*WHAT TO PRODUCE*:
Would you please print the data a second time, exactly as it stands?

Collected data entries
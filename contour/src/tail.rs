// Copyright 2025 the Contour Authors
// SPDX-License-Identifier: Apache-2.0 OR MIT

//! Speech-bubble tails and the constraint pass that makes them fit.
//!
//! A tail is a triangle attached to one side of a rounded rectangle. The
//! wanted geometry in a [`TailStyle`] is relaxed against the available space
//! by [`constrain_shape`], producing a [`TailDescriptor`] with absolute
//! positions that [`ShapePathBuilder`](crate::ShapePathBuilder) can trust.

use peniko::kurbo::{Point, Rect, Size, Vec2};

/// Side of a rectangle a tail is attached to.
#[derive(Clone, Copy, Debug, Default, PartialEq, Eq, Hash)]
pub enum Side {
    /// Top edge; positions are measured from the left.
    Top,
    /// Right edge; positions are measured from the top.
    Right,
    /// Bottom edge; positions are measured from the left.
    #[default]
    Bottom,
    /// Left edge; positions are measured from the top.
    Left,
}

impl Side {
    /// `true` for the top and bottom sides.
    #[inline]
    pub fn is_horizontal(self) -> bool {
        matches!(self, Self::Top | Self::Bottom)
    }

    /// Length of this side for a box of `size`.
    #[inline]
    pub fn edge_length(self, size: Size) -> f64 {
        if self.is_horizontal() {
            size.width
        } else {
            size.height
        }
    }

    /// Extent of a box of `size` perpendicular to this side.
    #[inline]
    pub fn perpendicular_extent(self, size: Size) -> f64 {
        if self.is_horizontal() {
            size.height
        } else {
            size.width
        }
    }

    /// Unit vector along the side, pointing away from the side's origin corner.
    #[inline]
    pub fn axis(self) -> Vec2 {
        if self.is_horizontal() {
            Vec2::new(1.0, 0.0)
        } else {
            Vec2::new(0.0, 1.0)
        }
    }

    /// Unit vector pointing out of the box through this side.
    #[inline]
    pub fn outward_normal(self) -> Vec2 {
        match self {
            Self::Top => Vec2::new(0.0, -1.0),
            Self::Right => Vec2::new(1.0, 0.0),
            Self::Bottom => Vec2::new(0.0, 1.0),
            Self::Left => Vec2::new(-1.0, 0.0),
        }
    }

    /// The corner of `rect` that positions along this side are measured from.
    pub fn origin_corner(self, rect: Rect) -> Point {
        match self {
            Self::Top | Self::Left => Point::new(rect.x0, rect.y0),
            Self::Right => Point::new(rect.x1, rect.y0),
            Self::Bottom => Point::new(rect.x0, rect.y1),
        }
    }
}

/// Where the tip of a tail sits along its side.
#[derive(Clone, Copy, Debug, PartialEq)]
pub enum TipPosition {
    /// Pixels from the side's origin corner.
    Absolute(f64),
    /// Fraction of the side length, `0.5` being the middle.
    Relative(f64),
}

impl Default for TipPosition {
    fn default() -> Self {
        Self::Relative(0.5)
    }
}

impl TipPosition {
    /// Resolve to pixels from the side's origin corner.
    #[inline]
    pub fn resolve(self, edge_length: f64) -> f64 {
        match self {
            Self::Absolute(px) => px,
            Self::Relative(fraction) => fraction * edge_length,
        }
    }
}

/// Wanted tail geometry, before it is fitted into the available bounds.
#[derive(Clone, Copy, Debug, PartialEq)]
pub struct TailStyle {
    /// Side the tail protrudes from.
    pub side: Side,
    /// Position of the tip along the side.
    pub tip: TipPosition,
    /// Width of the tail's base.
    pub width: f64,
    /// How far the tip protrudes beyond the base line.
    pub tip_distance: f64,
    /// Minimum gap between the tail's base and an adjacent corner arc.
    pub margin: f64,
}

impl Default for TailStyle {
    fn default() -> Self {
        Self {
            side: Side::Bottom,
            tip: TipPosition::default(),
            width: 20.0,
            tip_distance: 10.0,
            margin: 8.0,
        }
    }
}

/// Fitted tail geometry in absolute pixels.
///
/// Positions are relative to the body rectangle the tail is attached to.
#[derive(Clone, Copy, Debug, Default, PartialEq)]
pub struct TailDescriptor {
    /// Side the tail protrudes from.
    pub side: Side,
    /// Tip position, in pixels from the side's origin corner.
    pub tip_position: f64,
    /// Width of the tail's base.
    pub width: f64,
    /// How far the tip protrudes beyond the base line.
    pub tip_distance: f64,
    /// Minimum gap between the tail's base and an adjacent corner arc.
    pub margin: f64,
}

impl TailDescriptor {
    /// `true` if the tail has no visible extent and should not be drawn.
    #[inline]
    pub fn is_degenerate(&self) -> bool {
        !(self.width > 0.0 && self.tip_distance > 0.0)
    }

    /// Start and end of the tail's base, measured along the side.
    #[inline]
    pub fn footprint(&self) -> (f64, f64) {
        let half = self.width * 0.5;
        (self.tip_position - half, self.tip_position + half)
    }

    /// The part of `bounds` left for the body once the tail strip is removed.
    pub fn body_rect(&self, bounds: Rect) -> Rect {
        let d = self.tip_distance.max(0.0);
        let Rect { x0, y0, x1, y1 } = bounds;
        match self.side {
            Side::Top => Rect::new(x0, (y0 + d).min(y1), x1, y1),
            Side::Right => Rect::new(x0, y0, (x1 - d).max(x0), y1),
            Side::Bottom => Rect::new(x0, y0, x1, (y1 - d).max(y0)),
            Side::Left => Rect::new((x0 + d).min(x1), y0, x1, y1),
        }
    }

    /// The same tail described relative to a body shrunk by `inset` on every side.
    #[must_use]
    pub fn inset(&self, inset: f64) -> Self {
        Self {
            tip_position: self.tip_position - inset,
            ..*self
        }
    }
}

/// Corner radius and tail that fit into a given size.
#[derive(Clone, Copy, Debug, Default, PartialEq)]
pub struct ConstrainedShape {
    /// Shared corner radius.
    pub radius: f64,
    /// Fitted tail.
    pub tail: TailDescriptor,
}

/// Fit a wanted corner radius and tail into a box of `size`.
///
/// The relaxation runs once, top down: the radius first, then the tail width,
/// then the tip distance, then the tip position. Each step only ever shrinks
/// a value, and never below zero. The tip is moved rigidly rather than
/// shrinking the tail further, so that after this pass the tail's base lies
/// within `[radius + margin, edge - radius - margin]` whenever the tail has
/// any width left.
pub fn constrain_shape(size: Size, radius: f64, tail: &TailStyle) -> ConstrainedShape {
    let TailStyle {
        side,
        tip,
        width: wanted_width,
        tip_distance: wanted_tip_distance,
        margin,
    } = *tail;
    let margin = margin.max(0.0);

    let mut r = radius.max(0.0);
    let overflow = (2.0 * r - size.width).max(2.0 * r - size.height);
    if overflow > 0.0 {
        r = (r - overflow * 0.5).max(0.0);
    }

    let edge = side.edge_length(size);
    let span = (edge - 2.0 * r - 2.0 * margin).max(0.0);
    let width = wanted_width.max(0.0).min(span);

    let room = (side.perpendicular_extent(size) - 2.0 * r - 2.0 * margin).max(0.0);
    let tip_distance = wanted_tip_distance.max(0.0).min(room);

    let half = width * 0.5;
    let low = r + margin + half;
    let high = edge - r - margin - half;
    let wanted_tip = tip.resolve(edge);
    let tip_position = if low <= high {
        wanted_tip.max(low).min(high)
    } else {
        edge * 0.5
    };

    if r != radius || width != wanted_width || tip_distance != wanted_tip_distance {
        tracing::debug!(
            radius = r,
            width,
            tip_distance,
            "tail geometry relaxed to fit {}x{}",
            size.width,
            size.height
        );
    }
    if tip_position != wanted_tip {
        tracing::debug!(wanted_tip, tip_position, "tail tip moved to fit");
    }

    ConstrainedShape {
        radius: r,
        tail: TailDescriptor {
            side,
            tip_position,
            width,
            tip_distance,
            margin,
        },
    }
}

*PROBLEM SOLUTION*:
filename contour/src/tail.rs
// Copyright 2025 the Contour Authors
// SPDX-License-Identifier: Apache-2.0 OR MIT

//! Speech-bubble tails and the constraint pass that makes them fit.
//!
//! A tail is a triangle attached to one side of a rounded rectangle. The
//! wanted geometry in a [`TailStyle`] is relaxed against the available space
//! by [`constrain_shape`], producing a [`TailDescriptor`] with absolute
//! positions that [`ShapePathBuilder`](crate::ShapePathBuilder) can trust.

use peniko::kurbo::{Point, Rect, Size, Vec2};

/// Side of a rectangle a tail is attached to.
#[derive(Clone, Copy, Debug, Default, PartialEq, Eq, Hash)]
pub enum Side {
    /// Top edge; positions are measured from the left.
    Top,
    /// Right edge; positions are measured from the top.
    Right,
    /// Bottom edge; positions are measured from the left.
    #[default]
    Bottom,
    /// Left edge; positions are measured from the top.
    Left,
}

impl Side {
    /// `true` for the top and bottom sides.
    #[inline]
    pub fn is_horizontal(self) -> bool {
        matches!(self, Self::Top | Self::Bottom)
    }

    /// Length of this side for a box of `size`.
    #[inline]
    pub fn edge_length(self, size: Size) -> f64 {
        if self.is_horizontal() {
            size.width
        } else {
            size.height
        }
    }

    /// Extent of a box of `size` perpendicular to this side.
    #[inline]
    pub fn perpendicular_extent(self, size: Size) -> f64 {
        if self.is_horizontal() {
            size.height
        } else {
            size.width
        }
    }

    /// Unit vector along the side, pointing away from the side's origin corner.
    #[inline]
    pub fn axis(self) -> Vec2 {
        if self.is_horizontal() {
            Vec2::new(1.0, 0.0)
        } else {
            Vec2::new(0.0, 1.0)
        }
    }

    /// Unit vector pointing out of the box through this side.
    #[inline]
    pub fn outward_normal(self) -> Vec2 {
        match self {
            Self::Top => Vec2::new(0.0, -1.0),
            Self::Right => Vec2::new(1.0, 0.0),
            Self::Bottom => Vec2::new(0.0, 1.0),
            Self::Left => Vec2::new(-1.0, 0.0),
        }
    }

    /// The corner of `rect` that positions along this side are measured from.
    pub fn origin_corner(self, rect: Rect) -> Point {
        match self {
            Self::Top | Self::Left => Point::new(rect.x0, rect.y0),
            Self::Right => Point::new(rect.x1, rect.y0),
            Self::Bottom => Point::new(rect.x0, rect.y1),
        }
    }
}

/// Where the tip of a tail sits along its side.
#[derive(Clone, Copy, Debug, PartialEq)]
pub enum TipPosition {
    /// Pixels from the side's origin corner.
    Absolute(f64),
    /// Fraction of the side length, `0.5` being the middle.
    Relative(f64),
}

impl Default for TipPosition {
    fn default() -> Self {
        Self::Relative(0.5)
    }
}

impl TipPosition {
    /// Resolve to pixels from the side's origin corner.
    #[inline]
    pub fn resolve(self, edge_length: f64) -> f64 {
        match self {
            Self::Absolute(px) => px,
            Self::Relative(fraction) => fraction * edge_length,
        }
    }
}

/// Wanted tail geometry, before it is fitted into the available bounds.
#[derive(Clone, Copy, Debug, PartialEq)]
pub struct TailStyle {
    /// Side the tail protrudes from.
    pub side: Side,
    /// Position of the tip along the side.
    pub tip: TipPosition,
    /// Width of the tail's base.
    pub width: f64,
    /// How far the tip protrudes beyond the base line.
    pub tip_distance: f64,
    /// Minimum gap between the tail's base and an adjacent corner arc.
    pub margin: f64,
}

impl Default for TailStyle {
    fn default() -> Self {
        Self {
            side: Side::Bottom,
            tip: TipPosition::default(),
            width: 20.0,
            tip_distance: 10.0,
            margin: 8.0,
        }
    }
}

/// Fitted tail geometry in absolute pixels.
///
/// Positions are relative to the body rectangle the tail is attached to.
#[derive(Clone, Copy, Debug, Default, PartialEq)]
pub struct TailDescriptor {
    /// Side the tail protrudes from.
    pub side: Side,
    /// Tip position, in pixels from the side's origin corner.
    pub tip_position: f64,
    /// Width of the tail's base.
    pub width: f64,
    /// How far the tip protrudes beyond the base line.
    pub tip_distance: f64,
    /// Minimum gap between the tail's base and an adjacent corner arc.
    pub margin: f64,
}

impl TailDescriptor {
    /// `true` if the tail has no visible extent and should not be drawn.
    #[inline]
    pub fn is_degenerate(&self) -> bool {
        !(self.width > 0.0 && self.tip_distance > 0.0)
    }

    /// Start and end of the tail's base, measured along the side.
    #[inline]
    pub fn footprint(&self) -> (f64, f64) {
        let half = self.width * 0.5;
        (self.tip_position - half, self.tip_position + half)
    }

    /// The part of `bounds` left for the body once the tail strip is removed.
    pub fn body_rect(&self, bounds: Rect) -> Rect {
        let d = self.tip_distance.max(0.0);
        let Rect { x0, y0, x1, y1 } = bounds;
        match self.side {
            Side::Top => Rect::new(x0, (y0 + d).min(y1), x1, y1),
            Side::Right => Rect::new(x0, y0, (x1 - d).max(x0), y1),
            Side::Bottom => Rect::new(x0, y0, x1, (y1 - d).max(y0)),
            Side::Left => Rect::new((x0 + d).min(x1), y0, x1, y1),
        }
    }

    /// The same tail described relative to a body shrunk by `inset` on every side.
    #[must_use]
    pub fn inset(&self, inset: f64) -> Self {
        Self {
            tip_position: self.tip_position - inset,
            ..*self
        }
    }
}

/// Corner radius and tail that fit into a given size.
#[derive(Clone, Copy, Debug, Default, PartialEq)]
pub struct ConstrainedShape {
    /// Shared corner radius.
    pub radius: f64,
    /// Fitted tail.
    pub tail: TailDescriptor,
}

/// Fit a wanted corner radius and tail into a box of `size`.
///
/// The relaxation runs once, top down: the radius first, then the tail width,
/// then the tip distance, then the tip position. Each step only ever shrinks
/// a value, and never below zero. The tip is moved rigidly rather than
/// shrinking the tail further, so that after this pass the tail's base lies
/// within `[radius + margin, edge - radius - margin]` whenever the tail has
/// any width left.
pub fn constrain_shape(size: Size, radius: f64, tail: &TailStyle) -> ConstrainedShape {
    let TailStyle {
        side,
        tip,
        width: wanted_width,
        tip_distance: wanted_tip_distance,
        margin,
    } = *tail;
    let margin = margin.max(0.0);

    let mut r = radius.max(0.0);
    let overflow = (2.0 * r - size.width).max(2.0 * r - size.height);
    if overflow > 0.0 {
        r = (r - overflow * 0.5).max(0.0);
    }

    let edge = side.edge_length(size);
    let span = (edge - 2.0 * r - 2.0 * margin).max(0.0);
    let width = wanted_width.max(0.0).min(span);

    let room = (side.perpendicular_extent(size) - 2.0 * r - 2.0 * margin).max(0.0);
    let tip_distance = wanted_tip_distance.max(0.0).min(room);

    let half = width * 0.5;
    let low = r + margin + half;
    let high = edge - r - margin - half;
    let wanted_tip = tip.resolve(edge);
    let tip_position = if low <= high {
        wanted_tip.max(low).min(high)
    } else {
        edge * 0.5
    };

    if r != radius || width != wanted_width || tip_distance != wanted_tip_distance {
        tracing::debug!(
            radius = r,
            width,
            tip_distance,
            "tail geometry relaxed to fit {}x{}",
            size.width,
            size.height
        );
    }
    if tip_position != wanted_tip {
        tracing::debug!(wanted_tip, tip_position, "tail tip moved to fit");
    }

    ConstrainedShape {
        radius: r,
        tail: TailDescriptor {
            side,
            tip_position,
            width,
            tip_distance,
            margin,
        },
    }
}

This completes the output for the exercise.